Domingo, 11.30. El bálsamo del sol en su efervescencia de sana molicie. Sudor y descanso. Y la playa de Las Teresitas atestada de toallas, mochilas con sándwiches con apenas dos o tres horas de vida más, sombrillas abriéndose como flores y gritos de niños. Algarabía, cuerpos brillando y somnolientos; vigilando la orilla y lo que en ella sucede. Es domingo, el día de descanso. El día del domingueo. Y ahí están ellos, los domingueros, así denominados por a los que les molesta esta alternativa de pasar el día, como molestan los granos de arena que acribillan el cuerpo disparados por la ventolera en esta soleada mañana.

¿Quién es el dominguero? El que tiene como día de no trabajo (neg-otium) el último día de la semana, instaurado por la cultura cristiana como día de descanso; el día que la rutina laboral detiene su engranaje y desengancha al trabajador de la obligación del trabajo. Ahí están, llegando en sus coches, en la guagua, a por el trocito de placer que brindan los espacios que poco a poco van quedando libres en la arena rubia traída del cercano Sahara.

El plan es sencillo: descansar. Nada más y nada menos.

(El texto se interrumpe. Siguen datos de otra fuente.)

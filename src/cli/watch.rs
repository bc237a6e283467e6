//! Watch command implementation

use crate::bus::{BusEvent, Subscription, Tick, Topic};
use crate::connection::ConnectionState;
use crate::session::Session;
use clap::Args;
use tokio::io::{AsyncBufReadExt, BufReader};

#[derive(Args, Debug)]
pub struct WatchArgs {
    /// Symbols to show (all when omitted)
    #[arg(short, long = "symbol")]
    pub symbols: Vec<String>,
}

impl WatchArgs {
    pub async fn execute(&self, session: &Session) -> anyhow::Result<()> {
        if !session.store().has_credential() {
            anyhow::bail!("Not logged in, run `live-quotes login` first");
        }

        let _subscriptions = self.subscribe(session);
        session.connect();
        println!("Watching live prices. Enter `r` to reconnect, `q` to quit.");

        let mut lines = BufReader::new(tokio::io::stdin()).lines();
        let mut stdin_open = true;
        let mut interacted = false;

        loop {
            tokio::select! {
                _ = tokio::signal::ctrl_c() => break,
                line = lines.next_line(), if stdin_open => {
                    let Some(line) = line? else {
                        stdin_open = false;
                        continue;
                    };
                    if !interacted {
                        interacted = true;
                        let permission = session.on_user_interaction().await;
                        tracing::debug!(?permission, "Notification permission");
                    }
                    match line.trim() {
                        "" => {}
                        "r" => {
                            if session.state().is_active() {
                                println!("Already {}", session.state());
                            } else {
                                session.connect();
                            }
                        }
                        "q" => break,
                        other => println!("Unknown command: {}", other),
                    }
                }
            }
        }

        session.manager().disconnect_and_wait().await;
        Ok(())
    }

    fn subscribe(&self, session: &Session) -> Vec<Subscription> {
        let bus = session.bus();
        let mut subscriptions = Vec::new();

        if self.symbols.is_empty() {
            subscriptions.push(bus.subscribe(Topic::AllTicks, |event| {
                if let BusEvent::Ticks(batch) = event {
                    batch.iter().for_each(print_tick);
                }
            }));
        } else {
            for symbol in &self.symbols {
                let wanted = symbol.clone();
                subscriptions.push(bus.subscribe(Topic::symbol(symbol.as_str()), move |event| {
                    if let BusEvent::Ticks(batch) = event {
                        batch
                            .iter()
                            .filter(|tick| tick.symbol == wanted)
                            .for_each(print_tick);
                    }
                }));
            }
        }

        subscriptions.push(bus.subscribe(Topic::Alerts, |event| {
            if let BusEvent::Alert(alert) = event {
                println!("[alert] {}: {}", alert.title, alert.message);
            }
        }));

        subscriptions.push(bus.subscribe(Topic::ConnectionState, |event| {
            if let BusEvent::State(change) = event {
                match (&change.error, change.current) {
                    (Some(err), ConnectionState::Errored) => {
                        println!("[{}] {} (enter `r` to retry)", change.current, err)
                    }
                    (Some(err), _) => println!("[{}] {}", change.current, err),
                    (None, current) => println!("[{}]", current),
                }
            }
        }));

        subscriptions
    }
}

fn print_tick(tick: &Tick) {
    let time = tick
        .timestamp
        .map(|ts| ts.format("%H:%M:%S").to_string())
        .unwrap_or_else(|| "--:--:--".to_string());
    match tick.field_f64("changePercent") {
        Some(change) => println!("{} {:<14} {:>12} {:>+7.2}%", time, tick.symbol, tick.price, change),
        None => println!("{} {:<14} {:>12}", time, tick.symbol, tick.price),
    }
}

Tumbarse al sol, la cerveza fresquita en la nevera portátil, un ojo puesto en el niño que corre rápido y feliz a llenar el cubo para hacer efímeros castillos de arena. Las Teresitas es una playa accesible, familiar, urbana; diseñada para el habitante de la capital tinerfeña. No es la mejor, ni la más bonita ni la más espectacular de la isla, pero es accesible para todos. Perfecta para dominguear.

Por eso llego relativamente temprano, porque en una hora se podrían mensurar los kilos de arena suficientes para tender las toallas de Frozen y clavar la sombrilla del bazar chino. Por unos pocos euros, se tiene un día en familia. Y por poco esfuerzo: bastante baldado están muchos como para planificar otro plan que no sea éste.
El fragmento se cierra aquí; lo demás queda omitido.